The Battle of Crecy - 26th August 1346
During the opening years of the Hundred Years War the English army once again found itself in France under the leadership of King Edward III. As far as the English were concerned, Crecy was a battle that took place by accident. King Edward did not intend to fight a major battle at all. He had captured Caen and was proceeding to plunder Normandy on his way back to the Channel port of Boulogne. King Edward's Army was trapped between the Seine and the Somme, the French had broken the bridges and the Royal Navy had mutinied through lack of pay and were not available to lift the English Army off the coast. King Edward had no choice but to track in land in an effort to find a ford across the Somme. They arrived at a village on the Somme asking the whereabouts of a ford. After denials of such a ford with threats to burn down the village the Blanchetagne ford was disclosed. The tide was on the way out, King Edward sent a force of archers to attempt the ford, they were successful and formed a bridgehead. The decision was taken to cross the ford, guides were sent forward to fins a suitable battleground to face the French and thus open up the way to Calais/Boulogne. Almost the whole of the English Army crossed the Somme before the incoming tide stopped the crossing.
The English fielded approximately 5,500 archers, 1,000 Welsh infantry and 2,500 men at arms. A total of around 9,000 fighting men, maximum. It was a raiding force, rather than an army. Ranged against them was the cream of the French army; 6,000 professional infantry including the famed Genoese crossbowmen, 10,000 men-at-arms and 14,000 feudal militia, a total of 30,000 men.
The English position lay along a shallow ridge between Crecy and Wadicourt. King Edward chose a good defensive position with his right flank resting on a small river and some marshy ground. To his front was a damp, reedy hollow. The English occupied the rising ground. They dug pits in front of a hedge to increase its defensive value against cavalry charge. For formation they were arranged in three "battles" - the Black Prince, Edward's son on the right, The Earls of Northampton and Arundel on the left, and Edward in the centre and slightly to the rear. The archers were formed up in wedges, slightly forward, on the flanks of the men-at-arms of each "Battle" to enfilade any attack on the men-at-arms.
Edward's outnumbered force waited until the late afternoon on 26th August for the expected French attack. With parts of the French army still strung out in line of march, and probably in defiance of their cautious King's orders but confident in their numerical advantage, Philip's nobility decided to attack. Their only infantry support were the Genoese and French crossbowmen.
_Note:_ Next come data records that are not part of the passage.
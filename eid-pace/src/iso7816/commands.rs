//! Basic interindustry commands: SELECT, READ BINARY and VERIFY.


use tracing::{debug, instrument};
use zeroize::Zeroizing;

use crate::iso7816::apdu::{Apdu, CommandHeader, Data};
use crate::iso7816::card::{check_status, CommunicationError, SmartCard};
use crate::iso7816::status::StatusWord;


/// File identifier of EF.CardAccess.
pub const EF_CARD_ACCESS: u16 = 0x011C;

/// Bytes requested per READ BINARY; leaves room for Secure Messaging overhead in a short response.
pub const READ_CHUNK_LENGTH: usize = 0xDF;

/// Largest offset expressible in P1-P2 of READ BINARY.
const MAX_OFFSET: usize = 0x7FFF;

/// Longest PIN accepted by VERIFY.
pub const MAX_PIN_LENGTH: usize = 8;

const INS_SELECT: u8 = 0xA4;
const INS_READ_BINARY: u8 = 0xB0;
const INS_VERIFY: u8 = 0x20;


/// Selects an elementary file by its identifier, below the current DF.
pub fn select_file<SC: SmartCard + ?Sized>(card: &mut SC, file_id: u16) -> Result<(), CommunicationError> {
    let request = Apdu::new(
        CommandHeader::new(
            0x00,
            INS_SELECT,
            0b0000_0010, // select EF under current DF
            0b0000_1100, // no response data
        ),
        Data::RequestDataShort { request_data: file_id.to_be_bytes().to_vec() },
    );
    let response = card.communicate(&request)?;
    check_status("SELECT", &response)
}


/// Selects an application by its identifier and returns the file control information.
pub fn select_application<SC: SmartCard + ?Sized>(card: &mut SC, aid: &[u8]) -> Result<Vec<u8>, CommunicationError> {
    let request = Apdu::new(
        CommandHeader::new(
            0x00,
            INS_SELECT,
            0b0000_0100, // select by DF name
            0b0000_0000, // first or only occurrence, return FCI
        ),
        Data::BothDataShort { request_data: aid.to_vec(), response_data_length: 0 },
    );
    let response = card.communicate(&request)?;
    check_status("SELECT", &response)?;
    Ok(response.data)
}


/// Reads up to `length` bytes of the currently selected file, starting at `offset`.
///
/// Returns the data and whether the end of the file has been reached.
pub fn read_binary<SC: SmartCard + ?Sized>(card: &mut SC, offset: usize, length: usize) -> Result<(Vec<u8>, bool), CommunicationError> {
    if offset > MAX_OFFSET {
        return Err(CommunicationError::FileTooLarge { maximum: MAX_OFFSET + 1 });
    }
    let [p1, p2] = u16::try_from(offset)
        .map_err(|_| CommunicationError::FileTooLarge { maximum: MAX_OFFSET + 1 })?
        .to_be_bytes();
    let data = Data::from_parts(None, Some(length))
        .ok_or(CommunicationError::FileTooLarge { maximum: MAX_OFFSET + 1 })?;
    let request = Apdu::new(CommandHeader::new(0x00, INS_READ_BINARY, p1, p2), data);

    let response = card.communicate(&request)?;
    match response.status() {
        StatusWord::Success => {
            let end = response.data.len() < length;
            Ok((response.data, end))
        },
        StatusWord::EndOfFile => Ok((response.data, true)),
        // the file ended exactly at the previous chunk
        StatusWord::WrongLength|StatusWord::IncorrectParameters|StatusWord::Other { word: 0x6B00 } if offset > 0
            => Ok((Vec::new(), true)),
        status => Err(CommunicationError::Status { operation: "READ BINARY", status }),
    }
}


/// Selects a transparent elementary file and reads it completely.
#[instrument(skip(card))]
pub fn read_file<SC: SmartCard + ?Sized>(card: &mut SC, file_id: u16) -> Result<Vec<u8>, CommunicationError> {
    select_file(card, file_id)?;

    let mut contents = Vec::new();
    loop {
        let (chunk, end) = read_binary(card, contents.len(), READ_CHUNK_LENGTH)?;
        let chunk_empty = chunk.is_empty();
        contents.extend(chunk);
        if end || chunk_empty {
            break;
        }
    }
    debug!(length = contents.len(), "read file {:04X}", file_id);
    Ok(contents)
}


/// Reads EF.CardAccess, which lists the supported PACE protocols.
pub fn read_card_access<SC: SmartCard + ?Sized>(card: &mut SC) -> Result<Vec<u8>, CommunicationError> {
    read_file(card, EF_CARD_ACCESS)
}


/// Verifies a PIN with VERIFY.
///
/// PINs longer than [`MAX_PIN_LENGTH`] are truncated. On failure, the number of remaining tries can
/// be obtained from [`CommunicationError::status`].
pub fn verify_pin<SC: SmartCard + ?Sized>(card: &mut SC, pin: &[u8]) -> Result<(), CommunicationError> {
    let pin = &pin[..pin.len().min(MAX_PIN_LENGTH)];
    let request = Zeroizing::new(Apdu::new(
        CommandHeader::new(
            0x00,
            INS_VERIFY,
            0x00,
            0x01, // reference data: PIN
        ),
        Data::RequestDataShort { request_data: pin.to_vec() },
    ));
    let response = card.communicate(&request)?;
    check_status("VERIFY", &response)
}


#[cfg(test)]
mod tests {
    use super::{read_file, select_application, verify_pin, READ_CHUNK_LENGTH};
    use crate::iso7816::apdu::{Apdu, Response, ResponseTrailer};
    use crate::iso7816::card::{CommunicationError, ErrorKind, SmartCard};
    use crate::iso7816::status::StatusWord;

    /// A card holding a single transparent file.
    struct FileCard {
        file_id: u16,
        contents: Vec<u8>,
        selected: bool,
        requests: Vec<Apdu>,
        pin: Vec<u8>,
    }
    impl FileCard {
        fn new(file_id: u16, contents: Vec<u8>) -> Self {
            Self { file_id, contents, selected: false, requests: Vec::new(), pin: b"123456".to_vec() }
        }

        fn respond(data: Vec<u8>, word: u16) -> Response {
            Response::new(data, ResponseTrailer::from_word(word))
        }
    }
    impl SmartCard for FileCard {
        fn communicate(&mut self, request: &Apdu) -> Result<Response, CommunicationError> {
            self.requests.push(request.clone());
            let header = request.header;
            match header.ins {
                0xA4 if header.p1 == 0x02 => {
                    let fid = request.data.request_data().unwrap();
                    if fid == self.file_id.to_be_bytes() {
                        self.selected = true;
                        Ok(Self::respond(Vec::new(), 0x9000))
                    } else {
                        Ok(Self::respond(Vec::new(), 0x6A82))
                    }
                },
                0xA4 => Ok(Self::respond(vec![0x6F, 0x00], 0x9000)),
                0xB0 => {
                    assert!(self.selected);
                    let offset = usize::from(u16::from_be_bytes([header.p1, header.p2]));
                    if offset >= self.contents.len() {
                        return Ok(Self::respond(Vec::new(), 0x6B00));
                    }
                    let le = request.data.response_data_length().unwrap();
                    let end = (offset + le).min(self.contents.len());
                    let word = if offset + le > self.contents.len() { 0x6282 } else { 0x9000 };
                    Ok(Self::respond(self.contents[offset..end].to_vec(), word))
                },
                0x20 => {
                    if request.data.request_data() == Some(self.pin.as_slice()) {
                        Ok(Self::respond(Vec::new(), 0x9000))
                    } else {
                        Ok(Self::respond(Vec::new(), 0x63C2))
                    }
                },
                _ => Ok(Self::respond(Vec::new(), 0x6D00)),
            }
        }
    }

    #[test]
    fn test_read_file_in_chunks() {
        let contents: Vec<u8> = (0..500u32).map(|i| (i % 251) as u8).collect();
        let mut card = FileCard::new(0x011C, contents.clone());
        let read = read_file(&mut card, 0x011C).unwrap();
        assert_eq!(read, contents);

        // SELECT and three READ BINARYs
        assert_eq!(card.requests.len(), 4);
        assert_eq!(card.requests[2].header.p2, READ_CHUNK_LENGTH as u8);
    }

    #[test]
    fn test_read_file_chunk_boundary() {
        let contents = vec![0x5A; 2 * READ_CHUNK_LENGTH];
        let mut card = FileCard::new(0x0101, contents.clone());
        assert_eq!(read_file(&mut card, 0x0101).unwrap(), contents);
    }

    #[test]
    fn test_missing_file() {
        let mut card = FileCard::new(0x011C, vec![1, 2, 3]);
        let err = read_file(&mut card, 0x011D).unwrap_err();
        assert_eq!(err.kind(), ErrorKind::StatusError);
        assert_eq!(err.status(), Some(StatusWord::FileNotFound));
    }

    #[test]
    fn test_select_application() {
        let mut card = FileCard::new(0x011C, Vec::new());
        let fci = select_application(&mut card, &[0xE8, 0x28, 0xBD, 0x08, 0x0F]).unwrap();
        assert_eq!(fci, vec![0x6F, 0x00]);
        assert_eq!(card.requests[0].header.p1, 0x04);
    }

    #[test]
    fn test_verify_pin() {
        let mut card = FileCard::new(0x011C, Vec::new());
        verify_pin(&mut card, b"123456").unwrap();

        let err = verify_pin(&mut card, b"654321").unwrap_err();
        assert_eq!(err.status().and_then(|s| s.remaining_tries()), Some(2));

        // truncated to eight digits
        card.pin = b"12345678".to_vec();
        verify_pin(&mut card, b"1234567890").unwrap();
    }
}
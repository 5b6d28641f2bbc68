//! ASN.1 structures relevant to PACE.


use rasn::{AsnType, Decode, Encode};
use rasn::types::{Integer, ObjectIdentifier};


/// An item of PACE-related security information in the `EF.CardAccess` file.
///
/// The content of `EF.CardAccess` is a SET OF `SecurityInfo` structures; the first item of each is
/// an OID specifying the protocol, but other items need not adhere to this structure. Decode
/// `EF.CardAccess` as a `SetOf<Any>` first, then each entry as a `Vec<Any>` and its first member as
/// an `ObjectIdentifier`, and only decode entries with a PACE protocol OID as `PaceInfo`.
///
/// Specified in ICAO Doc 9303 Part 11 § 9.2.1.
#[derive(AsnType, Clone, Debug, Decode, Encode, Eq, Hash, Ord, PartialEq, PartialOrd)]
pub struct PaceInfo {
    pub protocol: ObjectIdentifier,
    pub version: Integer,
    pub parameter_id: Option<Integer>,
}
impl PaceInfo {
    pub fn new(
        protocol: ObjectIdentifier,
        version: Integer,
        parameter_id: Option<Integer>,
    ) -> Self {
        Self {
            protocol,
            version,
            parameter_id,
        }
    }
}
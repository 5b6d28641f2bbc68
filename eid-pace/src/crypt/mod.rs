//! Cryptographic functionality.


pub mod cipher_mac;
pub mod elliptic;


use crypto_bigint::{BoxedUint, Word};
use zeroize::Zeroizing;


const WORD_BYTES: usize = std::mem::size_of::<Word>();


/// Decodes an unsigned big-endian integer.
///
/// The precision of the result is the length of the slice rounded up to whole limbs.
pub fn boxed_uint_from_be_slice(slice: &[u8]) -> BoxedUint {
    // limbs are little-endian, bytes within a limb are big-endian
    let words: Zeroizing<Vec<Word>> = Zeroizing::new(
        slice.rchunks(WORD_BYTES)
            .map(|chunk| chunk.iter().fold(0, |acc: Word, b| (acc << 8) | Word::from(*b)))
            .collect()
    );
    if words.is_empty() {
        BoxedUint::zero()
    } else {
        BoxedUint::from_words(words.iter().copied())
    }
}


/// Returns the value with exactly the given precision in bits.
///
/// Limbs above the new precision are dropped, so the value must fit.
pub fn boxed_uint_with_precision(value: &BoxedUint, bits_precision: u32) -> BoxedUint {
    let limb_count = usize::try_from(bits_precision.div_ceil(Word::BITS)).unwrap_or(usize::MAX).max(1);
    let words = value.as_words().iter()
        .copied()
        .chain(std::iter::repeat(0))
        .take(limb_count);
    BoxedUint::from_words(words)
}


/// Encodes an unsigned integer in big-endian byte order using exactly `length` bytes.
///
/// Leading zero bytes are added or stripped as necessary.
pub fn boxed_uint_to_be_bytes(value: &BoxedUint, length: usize) -> Zeroizing<Vec<u8>> {
    let bytes = Zeroizing::new(value.to_be_bytes().into_vec());
    let mut ret = Zeroizing::new(Vec::with_capacity(length));
    if bytes.len() >= length {
        debug_assert!(bytes[..bytes.len() - length].iter().all(|b| *b == 0x00));
        ret.extend(&bytes[bytes.len() - length..]);
    } else {
        ret.resize(length - bytes.len(), 0x00);
        ret.extend(bytes.iter());
    }
    ret
}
Outranged by the English longbowmen, their ranks were shot to pieces. As they fled they were ridden down by the impatient French knights as they surged forward to attack. The English (and Welsh) men-at-arms and archers stood their ground as they watched the cavalry horses slow in the muddy terrain. The rain that had been falling had also dampened the cords of the French crossbows and so delayed their rate of fire. Most of the French knights were also shot down in hail of arrows and those that did reach the English lines were cut down by the men-at-arms in localized counter attacks. Throughout the day as each division of French knights reached the battlefield they attacked over the same ground and by late evening there had been as many as fifteen charges, each repulsed with heavy casualties. Piles of dead men and horses further impeded the later assaults.
With the chivalry of France decimated by an army one-third its size, the English victory sent shockwaves through Europe. It signalled the end of centuries of domination of the battlefield by the mounted knight. A major factor in the French defeat was their failure to understand that they were dealing with disciplined, professional infantry whose weapon handling skills and tactics had been honed to a pitch of high efficiency. It took a special kind of man to stand firm in front of a determined cavalry charge and repeated charges had failed to break the English line.
By the time Philip withdrew the remnants of his army he had lost 1,542 nobles and knights with 10,000 infantry and militia killed. The English army had lost 100 men.
After the battle Edward resumed his march and besieged Calais which fell the following year. The French army had been destroyed.